Scan the records below and report how many lines include the string "crate"; the number alone will do.
Start of Extracted entries
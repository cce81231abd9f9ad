//! Form state read by the validator
//!
//! The validator never owns the form. Anything that can produce the raw
//! value of a [`Field`] implements [`FormState`]: plain JSON objects as
//! sent by the UI, and the typed [`LocalDraft`] kept by Rust callers.
//! A field missing from the source reads as null.

use anyhow::{Context, Result};
use serde::{Deserialize, Serialize};
use serde_json::{Map, Value};
use std::collections::HashMap;
use std::fs;
use std::path::Path;

use crate::error::PublishError;
use crate::types::Field;

/// Read access to the current value of each form field.
pub trait FormState {
    /// Current raw value of the field, null when unset.
    fn field_value(&self, field: Field) -> Value;
}

impl FormState for Map<String, Value> {
    fn field_value(&self, field: Field) -> Value {
        self.get(field.as_ref()).cloned().unwrap_or(Value::Null)
    }
}

impl FormState for HashMap<String, Value> {
    fn field_value(&self, field: Field) -> Value {
        self.get(field.as_ref()).cloned().unwrap_or(Value::Null)
    }
}

/// Non-object values have no fields; every field reads as null.
impl FormState for Value {
    fn field_value(&self, field: Field) -> Value {
        self.get(field.as_ref()).cloned().unwrap_or(Value::Null)
    }
}

impl<T: FormState + ?Sized> FormState for &T {
    fn field_value(&self, field: Field) -> Value {
        (**self).field_value(field)
    }
}

/// A numeric input that may still hold the text the user typed.
#[derive(Debug, Clone, PartialEq, Serialize, Deserialize)]
#[serde(untagged)]
pub enum NumericInput {
    Number(f64),
    Text(String),
}

impl From<f64> for NumericInput {
    fn from(n: f64) -> Self {
        Self::Number(n)
    }
}

impl From<&str> for NumericInput {
    fn from(text: &str) -> Self {
        Self::Text(text.to_string())
    }
}

impl NumericInput {
    fn to_value(&self) -> Value {
        match self {
            // NaN and infinities have no JSON number; keep them as text so
            // the numeric rules still see a non-number.
            Self::Number(n) => serde_json::Number::from_f64(*n)
                .map(Value::Number)
                .unwrap_or_else(|| Value::String(n.to_string())),
            Self::Text(text) => Value::String(text.clone()),
        }
    }
}

/// Typed draft of a venue being published.
///
/// Field names serialize in camelCase, matching the UI payload. Missing
/// keys deserialize to their empty value.
#[derive(Debug, Clone, Default, PartialEq, Serialize, Deserialize)]
#[serde(rename_all = "camelCase", default)]
pub struct LocalDraft {
    pub local_name: String,
    pub description_message: String,
    pub country: String,
    pub city: String,
    pub district: String,
    pub street: String,
    /// Set once the user drops a pin on the map.
    pub latitude: Option<f64>,
    pub longitude: Option<f64>,
    /// Hourly price.
    pub price: Option<NumericInput>,
    /// Maximum number of guests.
    pub capacity: Option<NumericInput>,
    pub photo_urls: Vec<String>,
    pub features: Vec<String>,
    pub local_category_id: Option<i64>,
}

impl LocalDraft {
    /// Create an empty draft
    pub fn new() -> Self {
        Self::default()
    }

    /// Save the draft to a JSON file
    pub fn save_to_file<P: AsRef<Path>>(&self, path: P) -> Result<()> {
        let json =
            serde_json::to_string_pretty(self).context("Failed to serialize draft to JSON")?;

        fs::write(&path, json)
            .with_context(|| format!("Failed to write draft to {:?}", path.as_ref()))?;

        Ok(())
    }

    /// Load a draft from a JSON file
    pub fn load_from_file<P: AsRef<Path>>(path: P) -> Result<Self> {
        let content = fs::read_to_string(&path)
            .with_context(|| format!("Failed to read draft from {:?}", path.as_ref()))?;

        let draft: Self = serde_json::from_str(&content).context("Failed to parse draft JSON")?;

        Ok(draft)
    }
}

impl FormState for LocalDraft {
    fn field_value(&self, field: Field) -> Value {
        match field {
            Field::LocalName => Value::from(self.local_name.as_str()),
            Field::DescriptionMessage => Value::from(self.description_message.as_str()),
            Field::Country => Value::from(self.country.as_str()),
            Field::City => Value::from(self.city.as_str()),
            Field::District => Value::from(self.district.as_str()),
            Field::Street => Value::from(self.street.as_str()),
            Field::Latitude => self.latitude.map_or(Value::Null, Value::from),
            Field::Longitude => self.longitude.map_or(Value::Null, Value::from),
            Field::Price => self.price.as_ref().map_or(Value::Null, NumericInput::to_value),
            Field::Capacity => self
                .capacity
                .as_ref()
                .map_or(Value::Null, NumericInput::to_value),
            Field::PhotoUrls => Value::from(self.photo_urls.clone()),
            Field::Features => Value::from(self.features.clone()),
            Field::LocalCategoryId => self.local_category_id.map_or(Value::Null, Value::from),
        }
    }
}

/// Load a raw form object from a JSON file.
///
/// Values are kept exactly as written so every field reaches the rules
/// untouched, whatever its JSON type.
pub fn load_form_file<P: AsRef<Path>>(path: P) -> Result<Map<String, Value>> {
    let content = fs::read_to_string(&path)
        .with_context(|| format!("Failed to read form from {:?}", path.as_ref()))?;

    let value: Value = serde_json::from_str(&content).context("Failed to parse form JSON")?;

    match value {
        Value::Object(map) => Ok(map),
        other => Err(PublishError::form(format!(
            "expected a JSON object, found {}",
            json_kind(&other)
        )))
        .with_context(|| format!("Invalid form in {:?}", path.as_ref())),
    }
}

fn json_kind(value: &Value) -> &'static str {
    match value {
        Value::Null => "null",
        Value::Bool(_) => "a boolean",
        Value::Number(_) => "a number",
        Value::String(_) => "a string",
        Value::Array(_) => "an array",
        Value::Object(_) => "an object",
    }
}
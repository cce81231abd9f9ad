//! Value coercion shared by the field rules
//!
//! Form values arrive raw from the UI: text inputs produce strings, map
//! pickers produce numbers or null, list editors produce arrays. Rules
//! never reject a value for its JSON type alone; they look at it through
//! the helpers below.

use serde_json::Value;
use std::borrow::Cow;

/// Null or the empty string.
///
/// Length and range rules pass on empty values; the field's `required`
/// rule is the one that reports them.
pub fn is_empty(value: &Value) -> bool {
    match value {
        Value::Null => true,
        Value::String(s) => s.is_empty(),
        _ => false,
    }
}

/// Text view of a scalar value. Arrays and objects have none.
pub fn as_text(value: &Value) -> Option<Cow<'_, str>> {
    match value {
        Value::String(s) => Some(Cow::Borrowed(s.as_str())),
        Value::Number(n) => Some(Cow::Owned(n.to_string())),
        Value::Bool(true) => Some(Cow::Borrowed("true")),
        Value::Bool(false) => Some(Cow::Borrowed("false")),
        Value::Null | Value::Array(_) | Value::Object(_) => None,
    }
}

/// Whitespace as the browser's regular expressions and `trim` see it.
///
/// Unlike [`char::is_whitespace`] this excludes U+0085 (next line) and
/// includes U+FEFF (byte order mark).
pub fn is_web_whitespace(c: char) -> bool {
    matches!(
        c,
        '\t' | '\n' | '\u{000B}' | '\u{000C}' | '\r' | ' ' | '\u{00A0}' | '\u{1680}'
            | '\u{2000}'..='\u{200A}'
            | '\u{2028}' | '\u{2029}' | '\u{202F}' | '\u{205F}' | '\u{3000}' | '\u{FEFF}'
    )
}

fn trim_web(text: &str) -> &str {
    text.trim_matches(is_web_whitespace)
}

/// True when the value has text that is not only whitespace.
pub fn has_text(value: &Value) -> bool {
    as_text(value).is_some_and(|text| !trim_web(&text).is_empty())
}

/// Length of the text view in UTF-16 code units.
///
/// The browser client counts characters this way, so limits such as
/// "at most 100 characters" agree with what the user saw in the input.
pub fn text_length(value: &Value) -> Option<usize> {
    as_text(value).map(|text| text.encode_utf16().count())
}

/// Number of elements when the value is a list.
pub fn item_count(value: &Value) -> Option<usize> {
    value.as_array().map(Vec::len)
}

/// Numeric view of a value.
///
/// Booleans read as 0/1 and null as 0; strings go through
/// [`parse_number`]; arrays and objects are NaN.
pub fn to_number(value: &Value) -> f64 {
    match value {
        Value::Null => 0.0,
        Value::Bool(b) => f64::from(u8::from(*b)),
        Value::Number(n) => n.as_f64().unwrap_or(f64::NAN),
        Value::String(s) => parse_number(s),
        Value::Array(_) | Value::Object(_) => f64::NAN,
    }
}

/// Parse user-entered numeric text.
///
/// Surrounding whitespace is ignored and blank text is 0. Accepts decimal
/// and exponent notation, `Infinity` with an optional sign, and unsigned
/// `0x`/`0o`/`0b` integers of any length. Anything else is NaN.
pub fn parse_number(text: &str) -> f64 {
    let trimmed = trim_web(text);
    if trimmed.is_empty() {
        return 0.0;
    }

    match trimmed {
        "Infinity" | "+Infinity" => return f64::INFINITY,
        "-Infinity" => return f64::NEG_INFINITY,
        _ => {}
    }

    for (prefix, radix) in [("0x", 16u32), ("0X", 16), ("0o", 8), ("0O", 8), ("0b", 2), ("0B", 2)] {
        if let Some(digits) = trimmed.strip_prefix(prefix) {
            if digits.is_empty() {
                return f64::NAN;
            }
            // Accumulate in f64 so long literals stay finite instead of overflowing
            let mut n = 0.0;
            for c in digits.chars() {
                match c.to_digit(radix) {
                    Some(digit) => n = n * f64::from(radix) + f64::from(digit),
                    None => return f64::NAN,
                }
            }
            return n;
        }
    }

    // Rust's float parser also takes "inf" and "nan"; user text must not.
    let numeric_chars = trimmed
        .bytes()
        .all(|b| b.is_ascii_digit() || matches!(b, b'+' | b'-' | b'.' | b'e' | b'E'));
    if !numeric_chars {
        return f64::NAN;
    }

    trimmed.parse().unwrap_or(f64::NAN)
}

/// Finite and without a fractional part.
pub fn is_integer(n: f64) -> bool {
    n.is_finite() && n.fract() == 0.0
}

#[cfg(test)]
mod tests {
    use super::*;
    use serde_json::json;

    #[test]
    fn test_is_empty() {
        assert!(is_empty(&Value::Null));
        assert!(is_empty(&json!("")));
        assert!(!is_empty(&json!(" ")));
        assert!(!is_empty(&json!(0)));
        assert!(!is_empty(&json!(false)));
        assert!(!is_empty(&json!([])));
    }

    #[test]
    fn test_has_text() {
        assert!(has_text(&json!("Lima")));
        assert!(has_text(&json!(42)));
        assert!(!has_text(&json!("   \t")));
        assert!(!has_text(&Value::Null));
        assert!(!has_text(&json!(["Lima"])));
        assert!(!has_text(&json!("\u{FEFF}\u{3000}")));
        assert!(has_text(&json!("\u{0085}")));
    }

    #[test]
    fn test_web_whitespace_set() {
        for c in [' ', '\t', '\u{000B}', '\u{00A0}', '\u{2007}', '\u{FEFF}'] {
            assert!(is_web_whitespace(c), "{:?}", c);
        }
        for c in ['\u{0085}', '\u{200B}', 'a', '-'] {
            assert!(!is_web_whitespace(c), "{:?}", c);
        }
    }

    #[test]
    fn test_text_length_counts_utf16_units() {
        assert_eq!(text_length(&json!("Salón El Recreo")), Some(15));
        assert_eq!(text_length(&json!("ñandú")), Some(5));
        // Astral characters take two code units
        assert_eq!(text_length(&json!("🎉")), Some(2));
        assert_eq!(text_length(&json!(12345)), Some(5));
        assert_eq!(text_length(&json!([1, 2])), None);
    }

    #[test]
    fn test_item_count() {
        assert_eq!(item_count(&json!(["a", "b"])), Some(2));
        assert_eq!(item_count(&json!([])), Some(0));
        assert_eq!(item_count(&json!("ab")), None);
    }

    #[test]
    fn test_to_number() {
        assert_eq!(to_number(&json!(12.5)), 12.5);
        assert_eq!(to_number(&json!("  3.5 ")), 3.5);
        assert_eq!(to_number(&json!("")), 0.0);
        assert_eq!(to_number(&json!(true)), 1.0);
        assert_eq!(to_number(&Value::Null), 0.0);
        assert!(to_number(&json!("abc")).is_nan());
        assert!(to_number(&json!([1])).is_nan());
        assert!(to_number(&json!({"a": 1})).is_nan());
    }

    #[test]
    fn test_parse_number_forms() {
        assert_eq!(parse_number("1e3"), 1000.0);
        assert_eq!(parse_number("-45.25"), -45.25);
        assert_eq!(parse_number(".5"), 0.5);
        assert_eq!(parse_number("0x1F"), 31.0);
        assert_eq!(parse_number("0b101"), 5.0);
        assert_eq!(parse_number("-Infinity"), f64::NEG_INFINITY);
        assert!(parse_number("inf").is_nan());
        assert!(parse_number("NaN").is_nan());
        assert!(parse_number("12abc").is_nan());
        assert!(parse_number("0x").is_nan());
        assert!(parse_number("1e").is_nan());
        assert!(parse_number("0xG1").is_nan());
        assert_eq!(parse_number("\u{FEFF} 42 "), 42.0);
    }

    #[test]
    fn test_parse_long_radix_literals() {
        let n = parse_number(&format!("0x{}", "F".repeat(20)));
        assert!(n.is_finite());
        assert_eq!(n, 2f64.powi(80));
        assert_eq!(parse_number(&format!("0b1{}", "0".repeat(70))), 2f64.powi(70));
    }

    #[test]
    fn test_is_integer() {
        assert!(is_integer(3.0));
        assert!(is_integer(-0.0));
        assert!(!is_integer(3.5));
        assert!(!is_integer(f64::NAN));
        assert!(!is_integer(f64::INFINITY));
    }
}
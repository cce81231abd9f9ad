//! Publish request payload
//!
//! Once the whole form validates, the wizard submits a `LocalRequest` to
//! the venues API. The payload is built from the same form state the
//! validator reads, with numeric inputs coerced and the feature list
//! flattened to a comma-separated string.

use serde::Serialize;
use serde_json::Value;
use tracing::{debug, info};

use crate::error::{FieldError, PublishError, Result};
use crate::form::FormState;
use crate::types::Field;
use crate::validation::PublishValidator;
use crate::value::{as_text, is_integer, to_number};

/// Body of the "create local" request.
#[derive(Debug, Clone, PartialEq, Serialize)]
#[serde(rename_all = "camelCase")]
pub struct LocalRequest {
    pub local_name: String,
    pub description_message: String,
    pub country: String,
    pub city: String,
    pub district: String,
    pub street: String,
    /// `None` when no pin was placed (or it sits exactly on 0).
    pub latitude: Option<f64>,
    pub longitude: Option<f64>,
    pub price: f64,
    pub capacity: i64,
    pub photo_urls: Vec<String>,
    /// Feature names joined with `,`.
    pub features: String,
    pub local_category_id: i64,
    pub user_id: i64,
}

impl LocalRequest {
    /// Build the request for `user_id` from a form.
    ///
    /// The form is validated in full first; if any field fails, the error
    /// lists the first message of every invalid field. A valid form can
    /// still be refused when a list holds non-string items or the category
    /// is not a whole number within `i64`; nothing is truncated or dropped.
    pub fn from_form<F>(form: &F, user_id: i64) -> Result<Self>
    where
        F: FormState + ?Sized,
    {
        let mut validator = PublishValidator::new();
        if !validator.validate_all(form) {
            let fields: Vec<FieldError> = validator
                .invalid_fields()
                .map(|(field, messages)| FieldError {
                    field,
                    message: messages[0],
                })
                .collect();
            debug!(invalid = fields.len(), "refusing to build publish request");
            return Err(PublishError::InvalidDraft(fields));
        }

        // Values the rules accept but the payload cannot carry as given
        let payload = (
            strings(form, Field::PhotoUrls, "Cada imagen debe ser una URL"),
            strings(form, Field::Features, "Cada caracteristica debe ser un texto"),
            category_id(form),
        );
        let (photo_urls, features, local_category_id) = match payload {
            (Ok(photo_urls), Ok(features), Ok(category)) => (photo_urls, features, category),
            (photo_urls, features, category) => {
                let fields: Vec<FieldError> = [photo_urls.err(), features.err(), category.err()]
                    .into_iter()
                    .flatten()
                    .collect();
                debug!(invalid = fields.len(), "form values do not fit the publish request");
                return Err(PublishError::InvalidDraft(fields));
            }
        };

        let request = Self {
            local_name: text(form, Field::LocalName),
            description_message: text(form, Field::DescriptionMessage),
            country: text(form, Field::Country),
            city: text(form, Field::City),
            district: text(form, Field::District),
            street: text(form, Field::Street),
            latitude: coordinate(form, Field::Latitude),
            longitude: coordinate(form, Field::Longitude),
            price: to_number(&form.field_value(Field::Price)),
            capacity: to_number(&form.field_value(Field::Capacity)) as i64,
            photo_urls,
            features: features.join(","),
            local_category_id,
            user_id,
        };
        info!(local_name = %request.local_name, user_id, "built publish request");
        Ok(request)
    }
}

fn text<F: FormState + ?Sized>(form: &F, field: Field) -> String {
    as_text(&form.field_value(field))
        .map(|text| text.into_owned())
        .unwrap_or_default()
}

fn coordinate<F: FormState + ?Sized>(form: &F, field: Field) -> Option<f64> {
    let n = to_number(&form.field_value(field));
    (n != 0.0 && !n.is_nan()).then_some(n)
}

/// List items must all be strings; numbers or nested values are refused.
fn strings<F: FormState + ?Sized>(
    form: &F,
    field: Field,
    message: &'static str,
) -> std::result::Result<Vec<String>, FieldError> {
    match form.field_value(field) {
        Value::Array(items) => items
            .into_iter()
            .map(|item| match item {
                Value::String(text) => Ok(text),
                _ => Err(FieldError { field, message }),
            })
            .collect(),
        _ => Ok(Vec::new()),
    }
}

/// The category must be a whole number that fits an `i64`.
fn category_id<F: FormState + ?Sized>(form: &F) -> std::result::Result<i64, FieldError> {
    let n = to_number(&form.field_value(Field::LocalCategoryId));
    // i64::MAX as f64 rounds up to 2^63, which is already out of range
    if is_integer(n) && n >= i64::MIN as f64 && n < i64::MAX as f64 {
        Ok(n as i64)
    } else {
        Err(FieldError {
            field: Field::LocalCategoryId,
            message: "La categoria seleccionada no es valida",
        })
    }
}
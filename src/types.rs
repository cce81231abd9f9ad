//! Type-safe field names for the publish form
//!
//! The wizard form is addressed by camelCase names on the wire. This enum
//! gives those names a closed, exhaustively matchable type while keeping
//! the exact strings for parsing and display.

use serde::{Deserialize, Serialize};
use strum::{AsRefStr, Display, EnumIter, EnumString, IntoEnumIterator};

/// A validated field of the publish form.
///
/// Declaration order is the order fields are validated and reported in.
#[derive(Debug, Clone, Copy, PartialEq, Eq, PartialOrd, Ord, Hash, Serialize, Deserialize)]
#[derive(Display, EnumString, EnumIter, AsRefStr)]
#[serde(rename_all = "camelCase")]
#[strum(serialize_all = "camelCase")]
pub enum Field {
    LocalName,
    DescriptionMessage,
    Country,
    City,
    District,
    Street,
    Latitude,
    Longitude,
    Price,
    Capacity,
    PhotoUrls,
    Features,
    LocalCategoryId,
}

impl Field {
    /// Every field, in declaration order.
    pub fn all() -> impl Iterator<Item = Field> {
        Self::iter()
    }

    /// Parse a wire name, `None` for anything outside the form.
    pub fn lookup(name: &str) -> Option<Self> {
        name.parse().ok()
    }
}
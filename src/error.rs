//! Error handling module for the publish wizard
//!
//! Field validation failures are plain data held by the validator. The
//! types here cover everything else: draft files that are not a form,
//! unknown steps where a typed step is required, and attempts to publish
//! an invalid draft. File I/O and JSON parsing are reported through
//! `anyhow` with context by the file helpers.

use thiserror::Error;

use crate::types::Field;

/// Main error type for the publish wizard
#[derive(Error, Debug)]
pub enum PublishError {
    /// Draft file is readable JSON but not a form object
    #[error("Form error: {0}")]
    Form(String),

    /// Step number outside the wizard
    #[error("Unknown wizard step: {0}")]
    UnknownStep(u8),

    /// Draft still has invalid fields and cannot be published
    #[error("Draft is not ready to publish: {} invalid field(s)", .0.len())]
    InvalidDraft(Vec<FieldError>),
}

/// First failing message for one field of a rejected draft.
#[derive(Debug, Clone, PartialEq, Eq, serde::Serialize)]
pub struct FieldError {
    pub field: Field,
    pub message: &'static str,
}

/// Result type alias for publish wizard operations
pub type Result<T> = std::result::Result<T, PublishError>;

impl PublishError {
    /// Create a form error
    pub fn form(msg: impl Into<String>) -> Self {
        Self::Form(msg.into())
    }

    /// Invalid fields carried by an `InvalidDraft` error, empty otherwise.
    pub fn invalid_fields(&self) -> &[FieldError] {
        match self {
            Self::InvalidDraft(fields) => fields,
            _ => &[],
        }
    }
}

#[cfg(test)]
mod tests {
    use super::*;

    #[test]
    fn test_error_display() {
        let err = PublishError::form("expected a JSON object");
        assert_eq!(err.to_string(), "Form error: expected a JSON object");

        let err = PublishError::UnknownStep(11);
        assert_eq!(err.to_string(), "Unknown wizard step: 11");
    }

    #[test]
    fn test_invalid_draft_counts_fields() {
        let err = PublishError::InvalidDraft(vec![
            FieldError {
                field: Field::Price,
                message: "El precio es obligatorio",
            },
            FieldError {
                field: Field::City,
                message: "El departamento es obligatorio",
            },
        ]);
        assert_eq!(
            err.to_string(),
            "Draft is not ready to publish: 2 invalid field(s)"
        );
        assert_eq!(err.invalid_fields().len(), 2);
    }

    #[test]
    fn test_other_errors_have_no_invalid_fields() {
        assert!(PublishError::UnknownStep(0).invalid_fields().is_empty());
        assert!(PublishError::form("empty file").invalid_fields().is_empty());
    }
}
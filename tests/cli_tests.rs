//! Tests for the publish-wizard binary
//!
//! Each test writes a draft to a temporary file, runs one command and
//! checks exit status and output.

use serde_json::{Value, json};
use std::io::Write;
use std::process::{Command, Output};
use tempfile::NamedTempFile;

fn draft_file(draft: &Value) -> NamedTempFile {
    let mut file = NamedTempFile::new().expect("Should create temp file");
    write!(file, "{}", draft).expect("Should write draft");
    file
}

fn run(args: &[&str]) -> Output {
    Command::new(env!("CARGO_BIN_EXE_publish-wizard"))
        .args(args)
        .env_remove("RUST_LOG")
        .output()
        .expect("Should run publish-wizard")
}

fn stdout_json(output: &Output) -> Value {
    serde_json::from_slice(&output.stdout).expect("Stdout should be JSON")
}

fn complete_draft() -> Value {
    json!({
        "localName": "Salón El Recreo",
        "descriptionMessage": "Casa de campo con piscina y zona de parrillas",
        "country": "Peru",
        "city": "Lima",
        "district": "Cieneguilla",
        "street": "Av. Nueva Toledo 800",
        "latitude": -12.11,
        "longitude": -76.81,
        "price": "180",
        "capacity": 150,
        "photoUrls": ["https://cdn.test/campo.jpg"],
        "features": ["piscina", "parrilla"],
        "localCategoryId": 2
    })
}

// =============================================================================
// validate
// =============================================================================

#[test]
fn test_validate_complete_draft_succeeds() {
    let file = draft_file(&complete_draft());
    let output = run(&["validate", file.path().to_str().unwrap()]);
    assert!(output.status.success());
    assert!(String::from_utf8_lossy(&output.stdout).contains("ready to publish"));
}

#[test]
fn test_validate_reports_field_errors() {
    let mut draft = complete_draft();
    draft["capacity"] = json!("3.5");
    draft["photoUrls"] = json!([]);
    let file = draft_file(&draft);

    let output = run(&["--json", "validate", file.path().to_str().unwrap()]);
    assert!(!output.status.success());

    let report = stdout_json(&output);
    assert_eq!(report["valid"], json!(false));
    assert_eq!(
        report["errors"],
        json!({
            "capacity": ["El aforo debe ser un numero entero"],
            "photoUrls": ["Debes agregar al menos una imagen"]
        })
    );
}

#[test]
fn test_validate_missing_file_fails() {
    let output = run(&["validate", "/nonexistent/draft.json"]);
    assert!(!output.status.success());
    assert!(String::from_utf8_lossy(&output.stderr).contains("Failed to read form"));
}

// =============================================================================
// step
// =============================================================================

#[test]
fn test_step_location_without_pin() {
    let mut draft = complete_draft();
    draft["latitude"] = Value::Null;
    draft["longitude"] = Value::Null;
    let file = draft_file(&draft);

    let output = run(&["step", "4", file.path().to_str().unwrap(), "--json"]);
    assert!(!output.status.success());

    let report = stdout_json(&output);
    assert_eq!(report["step"], json!(4));
    assert_eq!(report["gate"], json!(true));
    assert_eq!(report["valid"], json!(false));
    assert!(report["errors"]["latitude"].is_array());
    assert!(report["errors"]["longitude"].is_array());
}

#[test]
fn test_step_unknown_number_fails() {
    let file = draft_file(&complete_draft());
    let output = run(&["step", "11", file.path().to_str().unwrap()]);
    assert!(!output.status.success());
    assert!(String::from_utf8_lossy(&output.stderr).contains("Unknown wizard step: 11"));
}

// =============================================================================
// progress
// =============================================================================

#[test]
fn test_progress_json() {
    let file = draft_file(&json!({"localCategoryId": 3, "price": 75}));
    let output = run(&["progress", "--json", file.path().to_str().unwrap()]);
    assert!(output.status.success());
    assert_eq!(
        stdout_json(&output),
        json!({"completed": 2, "total": 5, "percentage": 40, "steps": [3, 9]})
    );
}

// =============================================================================
// request
// =============================================================================

#[test]
fn test_request_prints_payload() {
    let file = draft_file(&complete_draft());
    let output = run(&["request", file.path().to_str().unwrap(), "--user-id", "5"]);
    assert!(output.status.success());

    let payload = stdout_json(&output);
    assert_eq!(payload["userId"], json!(5));
    assert_eq!(payload["price"], json!(180.0));
    assert_eq!(payload["capacity"], json!(150));
    assert_eq!(payload["features"], json!("piscina,parrilla"));
}

#[test]
fn test_request_refuses_invalid_draft() {
    let mut draft = complete_draft();
    draft["localName"] = json!("Hi");
    let file = draft_file(&draft);

    let output = run(&["--json", "request", file.path().to_str().unwrap(), "-u", "5"]);
    assert!(!output.status.success());
    assert_eq!(
        stdout_json(&output)["errors"],
        json!([{
            "field": "localName",
            "message": "El nombre debe tener al menos 5 caracteres"
        }])
    );
}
End of Extracted entries
Your solution: 8